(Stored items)

►

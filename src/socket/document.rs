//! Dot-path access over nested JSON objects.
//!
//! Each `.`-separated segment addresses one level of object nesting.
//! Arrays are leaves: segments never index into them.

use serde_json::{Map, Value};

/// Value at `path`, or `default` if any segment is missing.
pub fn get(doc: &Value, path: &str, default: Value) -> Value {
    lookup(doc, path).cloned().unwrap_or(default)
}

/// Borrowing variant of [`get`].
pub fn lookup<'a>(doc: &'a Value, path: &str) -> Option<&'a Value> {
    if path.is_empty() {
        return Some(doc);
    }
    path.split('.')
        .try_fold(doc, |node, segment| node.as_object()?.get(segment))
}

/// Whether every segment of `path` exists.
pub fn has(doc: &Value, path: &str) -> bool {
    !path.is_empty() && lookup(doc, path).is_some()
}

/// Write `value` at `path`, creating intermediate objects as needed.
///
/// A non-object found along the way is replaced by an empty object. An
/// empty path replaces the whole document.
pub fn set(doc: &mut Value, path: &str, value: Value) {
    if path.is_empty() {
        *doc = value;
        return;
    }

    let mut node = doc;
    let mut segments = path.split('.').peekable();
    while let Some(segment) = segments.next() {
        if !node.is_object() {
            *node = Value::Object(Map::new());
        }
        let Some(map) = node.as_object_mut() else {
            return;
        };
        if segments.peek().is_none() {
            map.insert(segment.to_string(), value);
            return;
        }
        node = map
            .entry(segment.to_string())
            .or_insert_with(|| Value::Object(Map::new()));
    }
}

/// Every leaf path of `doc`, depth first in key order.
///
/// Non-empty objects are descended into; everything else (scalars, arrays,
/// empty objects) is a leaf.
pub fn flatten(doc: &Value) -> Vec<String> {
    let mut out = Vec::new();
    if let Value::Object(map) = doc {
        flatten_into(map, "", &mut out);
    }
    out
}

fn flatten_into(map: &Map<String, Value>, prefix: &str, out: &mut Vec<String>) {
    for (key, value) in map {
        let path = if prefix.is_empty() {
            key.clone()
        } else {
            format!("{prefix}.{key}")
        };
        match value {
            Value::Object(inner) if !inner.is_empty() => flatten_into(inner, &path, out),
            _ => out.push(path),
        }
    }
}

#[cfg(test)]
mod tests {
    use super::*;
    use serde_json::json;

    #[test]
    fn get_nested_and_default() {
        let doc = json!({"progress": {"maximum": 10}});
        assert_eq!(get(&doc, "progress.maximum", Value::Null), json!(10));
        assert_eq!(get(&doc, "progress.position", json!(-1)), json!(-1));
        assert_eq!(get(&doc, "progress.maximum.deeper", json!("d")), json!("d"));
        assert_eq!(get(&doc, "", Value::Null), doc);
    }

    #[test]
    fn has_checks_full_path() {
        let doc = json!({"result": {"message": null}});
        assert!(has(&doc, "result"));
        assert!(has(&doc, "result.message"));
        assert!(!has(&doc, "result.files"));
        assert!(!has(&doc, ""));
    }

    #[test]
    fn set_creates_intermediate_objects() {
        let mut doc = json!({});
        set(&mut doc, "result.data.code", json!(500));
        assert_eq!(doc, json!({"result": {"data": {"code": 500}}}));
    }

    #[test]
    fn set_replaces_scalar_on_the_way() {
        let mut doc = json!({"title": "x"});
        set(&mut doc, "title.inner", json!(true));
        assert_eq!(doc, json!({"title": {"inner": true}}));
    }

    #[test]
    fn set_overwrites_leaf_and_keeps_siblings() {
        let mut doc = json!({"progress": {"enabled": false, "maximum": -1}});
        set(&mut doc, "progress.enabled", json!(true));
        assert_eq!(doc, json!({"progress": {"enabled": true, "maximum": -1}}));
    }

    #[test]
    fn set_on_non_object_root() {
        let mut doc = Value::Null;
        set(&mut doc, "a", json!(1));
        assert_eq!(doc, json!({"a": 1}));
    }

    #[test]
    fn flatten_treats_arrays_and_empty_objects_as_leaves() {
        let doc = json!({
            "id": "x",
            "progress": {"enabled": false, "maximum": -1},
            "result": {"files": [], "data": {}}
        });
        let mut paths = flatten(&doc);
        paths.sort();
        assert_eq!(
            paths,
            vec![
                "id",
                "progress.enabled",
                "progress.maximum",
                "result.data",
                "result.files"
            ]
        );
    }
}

◄
►

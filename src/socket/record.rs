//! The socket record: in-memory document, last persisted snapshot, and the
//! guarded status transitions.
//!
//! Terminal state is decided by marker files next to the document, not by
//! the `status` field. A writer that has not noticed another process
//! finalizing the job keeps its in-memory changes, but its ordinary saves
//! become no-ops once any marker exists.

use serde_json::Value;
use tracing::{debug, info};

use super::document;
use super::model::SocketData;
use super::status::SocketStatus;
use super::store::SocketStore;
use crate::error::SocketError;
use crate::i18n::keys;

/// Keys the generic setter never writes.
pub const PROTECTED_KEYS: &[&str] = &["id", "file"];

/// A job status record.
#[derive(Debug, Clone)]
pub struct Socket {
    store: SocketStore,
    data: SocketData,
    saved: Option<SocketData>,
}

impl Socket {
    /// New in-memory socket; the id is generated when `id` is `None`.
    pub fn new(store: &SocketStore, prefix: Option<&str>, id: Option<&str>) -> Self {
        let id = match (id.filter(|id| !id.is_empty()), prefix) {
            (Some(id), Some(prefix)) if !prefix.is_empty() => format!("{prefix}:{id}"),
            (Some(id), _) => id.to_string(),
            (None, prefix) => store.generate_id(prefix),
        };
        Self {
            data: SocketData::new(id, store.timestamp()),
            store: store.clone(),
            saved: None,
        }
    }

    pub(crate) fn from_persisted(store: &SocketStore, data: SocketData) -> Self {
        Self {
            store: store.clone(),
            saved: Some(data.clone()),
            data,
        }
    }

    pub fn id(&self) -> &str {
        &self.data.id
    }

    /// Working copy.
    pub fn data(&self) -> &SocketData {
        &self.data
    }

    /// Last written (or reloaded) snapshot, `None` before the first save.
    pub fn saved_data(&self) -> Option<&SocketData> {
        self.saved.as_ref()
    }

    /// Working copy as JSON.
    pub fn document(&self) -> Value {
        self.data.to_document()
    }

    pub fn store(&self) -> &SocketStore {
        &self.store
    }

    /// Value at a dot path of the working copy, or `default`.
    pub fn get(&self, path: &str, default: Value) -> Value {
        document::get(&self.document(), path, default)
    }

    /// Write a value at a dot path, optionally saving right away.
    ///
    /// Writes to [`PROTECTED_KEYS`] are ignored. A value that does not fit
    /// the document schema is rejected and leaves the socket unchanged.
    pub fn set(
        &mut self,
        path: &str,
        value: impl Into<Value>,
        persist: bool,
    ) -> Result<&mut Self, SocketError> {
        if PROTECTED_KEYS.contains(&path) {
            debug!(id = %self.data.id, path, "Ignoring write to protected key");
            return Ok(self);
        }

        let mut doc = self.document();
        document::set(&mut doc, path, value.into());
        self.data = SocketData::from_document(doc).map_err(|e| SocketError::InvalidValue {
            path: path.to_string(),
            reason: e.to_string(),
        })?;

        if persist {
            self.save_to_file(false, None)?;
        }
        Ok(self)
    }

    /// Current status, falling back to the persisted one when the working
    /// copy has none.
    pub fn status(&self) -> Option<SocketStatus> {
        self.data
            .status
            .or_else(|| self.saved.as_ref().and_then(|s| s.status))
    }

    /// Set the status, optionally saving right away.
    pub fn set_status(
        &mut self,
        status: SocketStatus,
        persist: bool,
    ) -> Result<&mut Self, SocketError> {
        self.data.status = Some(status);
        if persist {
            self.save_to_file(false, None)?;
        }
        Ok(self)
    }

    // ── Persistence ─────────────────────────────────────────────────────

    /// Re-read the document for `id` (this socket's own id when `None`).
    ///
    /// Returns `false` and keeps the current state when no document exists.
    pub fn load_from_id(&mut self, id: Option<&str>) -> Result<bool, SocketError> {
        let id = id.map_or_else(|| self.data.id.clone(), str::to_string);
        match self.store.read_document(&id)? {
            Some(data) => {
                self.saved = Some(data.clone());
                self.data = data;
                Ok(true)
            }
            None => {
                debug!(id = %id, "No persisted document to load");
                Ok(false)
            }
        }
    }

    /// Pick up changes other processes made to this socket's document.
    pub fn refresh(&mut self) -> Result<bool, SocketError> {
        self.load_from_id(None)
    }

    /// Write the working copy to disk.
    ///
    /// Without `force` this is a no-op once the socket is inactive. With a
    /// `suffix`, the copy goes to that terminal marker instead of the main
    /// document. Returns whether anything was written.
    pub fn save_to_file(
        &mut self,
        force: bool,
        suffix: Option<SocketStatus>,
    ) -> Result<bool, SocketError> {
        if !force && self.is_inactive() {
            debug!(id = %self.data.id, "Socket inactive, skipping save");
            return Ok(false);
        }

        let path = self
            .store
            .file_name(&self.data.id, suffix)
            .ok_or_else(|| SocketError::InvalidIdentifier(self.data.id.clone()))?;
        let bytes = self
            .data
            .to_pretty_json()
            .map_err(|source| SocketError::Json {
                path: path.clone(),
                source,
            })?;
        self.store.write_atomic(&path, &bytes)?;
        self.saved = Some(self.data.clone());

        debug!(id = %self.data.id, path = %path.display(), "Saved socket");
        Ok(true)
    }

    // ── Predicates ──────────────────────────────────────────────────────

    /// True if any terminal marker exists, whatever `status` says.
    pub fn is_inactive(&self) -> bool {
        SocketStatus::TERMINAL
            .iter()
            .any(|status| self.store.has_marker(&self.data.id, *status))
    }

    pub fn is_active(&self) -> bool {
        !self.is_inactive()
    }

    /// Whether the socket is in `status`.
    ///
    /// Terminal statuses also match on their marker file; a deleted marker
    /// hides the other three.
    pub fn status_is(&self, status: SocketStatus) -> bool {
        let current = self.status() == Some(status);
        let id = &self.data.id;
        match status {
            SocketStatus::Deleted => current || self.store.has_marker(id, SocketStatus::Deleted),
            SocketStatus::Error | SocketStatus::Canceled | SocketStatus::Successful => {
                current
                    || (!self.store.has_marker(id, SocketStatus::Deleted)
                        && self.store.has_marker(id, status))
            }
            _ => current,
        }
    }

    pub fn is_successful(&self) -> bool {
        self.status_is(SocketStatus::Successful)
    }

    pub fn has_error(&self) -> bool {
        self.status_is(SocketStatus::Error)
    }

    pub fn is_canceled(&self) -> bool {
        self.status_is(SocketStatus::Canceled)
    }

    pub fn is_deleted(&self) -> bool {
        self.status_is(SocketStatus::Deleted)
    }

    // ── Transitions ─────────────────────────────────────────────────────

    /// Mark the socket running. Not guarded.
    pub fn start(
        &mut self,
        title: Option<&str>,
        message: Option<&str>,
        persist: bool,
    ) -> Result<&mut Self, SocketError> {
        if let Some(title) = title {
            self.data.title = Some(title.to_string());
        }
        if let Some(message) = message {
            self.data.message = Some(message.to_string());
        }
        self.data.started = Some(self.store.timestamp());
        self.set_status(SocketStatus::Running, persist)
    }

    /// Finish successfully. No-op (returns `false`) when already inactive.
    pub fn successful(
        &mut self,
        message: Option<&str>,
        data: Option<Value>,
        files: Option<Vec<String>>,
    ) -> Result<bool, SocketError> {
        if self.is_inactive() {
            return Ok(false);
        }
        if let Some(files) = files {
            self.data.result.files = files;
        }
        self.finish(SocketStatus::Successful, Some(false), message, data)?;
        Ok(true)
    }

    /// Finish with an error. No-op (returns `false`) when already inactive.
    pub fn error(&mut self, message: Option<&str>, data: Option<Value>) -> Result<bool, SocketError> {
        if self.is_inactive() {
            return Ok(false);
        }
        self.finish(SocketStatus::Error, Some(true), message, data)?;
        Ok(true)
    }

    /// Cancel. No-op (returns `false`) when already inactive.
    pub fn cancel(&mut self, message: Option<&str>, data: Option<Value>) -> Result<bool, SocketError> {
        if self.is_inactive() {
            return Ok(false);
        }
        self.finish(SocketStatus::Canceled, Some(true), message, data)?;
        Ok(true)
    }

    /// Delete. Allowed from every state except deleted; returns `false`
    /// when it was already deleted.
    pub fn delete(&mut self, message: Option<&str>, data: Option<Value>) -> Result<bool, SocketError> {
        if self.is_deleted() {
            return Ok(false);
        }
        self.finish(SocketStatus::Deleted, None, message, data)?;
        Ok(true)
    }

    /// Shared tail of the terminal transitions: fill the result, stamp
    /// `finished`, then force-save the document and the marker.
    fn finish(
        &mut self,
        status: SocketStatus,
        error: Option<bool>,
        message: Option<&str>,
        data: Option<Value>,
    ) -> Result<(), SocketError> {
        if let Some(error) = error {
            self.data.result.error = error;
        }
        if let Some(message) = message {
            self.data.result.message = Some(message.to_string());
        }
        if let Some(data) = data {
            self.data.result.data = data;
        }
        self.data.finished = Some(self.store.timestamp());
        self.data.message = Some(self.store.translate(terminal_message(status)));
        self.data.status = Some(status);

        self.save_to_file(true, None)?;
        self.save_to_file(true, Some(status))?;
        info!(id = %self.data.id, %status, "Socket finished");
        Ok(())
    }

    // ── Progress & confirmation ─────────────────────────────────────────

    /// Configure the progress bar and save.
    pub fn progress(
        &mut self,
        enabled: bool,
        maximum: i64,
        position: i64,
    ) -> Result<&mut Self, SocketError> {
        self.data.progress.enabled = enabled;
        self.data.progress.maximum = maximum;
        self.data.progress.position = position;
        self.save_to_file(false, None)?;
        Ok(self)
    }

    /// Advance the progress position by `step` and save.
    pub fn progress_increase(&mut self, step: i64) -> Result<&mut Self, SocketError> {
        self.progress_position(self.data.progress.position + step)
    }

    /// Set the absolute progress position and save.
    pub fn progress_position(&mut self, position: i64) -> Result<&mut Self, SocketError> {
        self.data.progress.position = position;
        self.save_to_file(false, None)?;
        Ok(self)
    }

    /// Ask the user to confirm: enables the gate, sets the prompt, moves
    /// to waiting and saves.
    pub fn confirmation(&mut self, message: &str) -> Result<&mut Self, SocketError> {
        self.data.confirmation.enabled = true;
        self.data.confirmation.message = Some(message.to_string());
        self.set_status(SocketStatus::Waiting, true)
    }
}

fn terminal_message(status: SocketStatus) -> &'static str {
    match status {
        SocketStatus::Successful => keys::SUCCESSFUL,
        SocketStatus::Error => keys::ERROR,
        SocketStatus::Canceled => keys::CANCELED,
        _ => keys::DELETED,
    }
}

◄

- [WHAT YOU WILL DO]:
Copy out only the lines of the records above from the one with "pub fn is_successful(&self)" through the one with "self.data.started = Some(self.store.timestamp());", exactly as they stand, both included.

- [ANSWER TO THE PROBLEM]:
    pub fn is_successful(&self) -> bool {
        self.status_is(SocketStatus::Successful)
    }

    pub fn has_error(&self) -> bool {
        self.status_is(SocketStatus::Error)
    }

    pub fn is_canceled(&self) -> bool {
        self.status_is(SocketStatus::Canceled)
    }

    pub fn is_deleted(&self) -> bool {
        self.status_is(SocketStatus::Deleted)
    }

    // ── Transitions ─────────────────────────────────────────────────────

    /// Mark the socket running. Not guarded.
    pub fn start(
        &mut self,
        title: Option<&str>,
        message: Option<&str>,
        persist: bool,
    ) -> Result<&mut Self, SocketError> {
        if let Some(title) = title {
            self.data.title = Some(title.to_string());
        }
        if let Some(message) = message {
            self.data.message = Some(message.to_string());
        }
        self.data.started = Some(self.store.timestamp());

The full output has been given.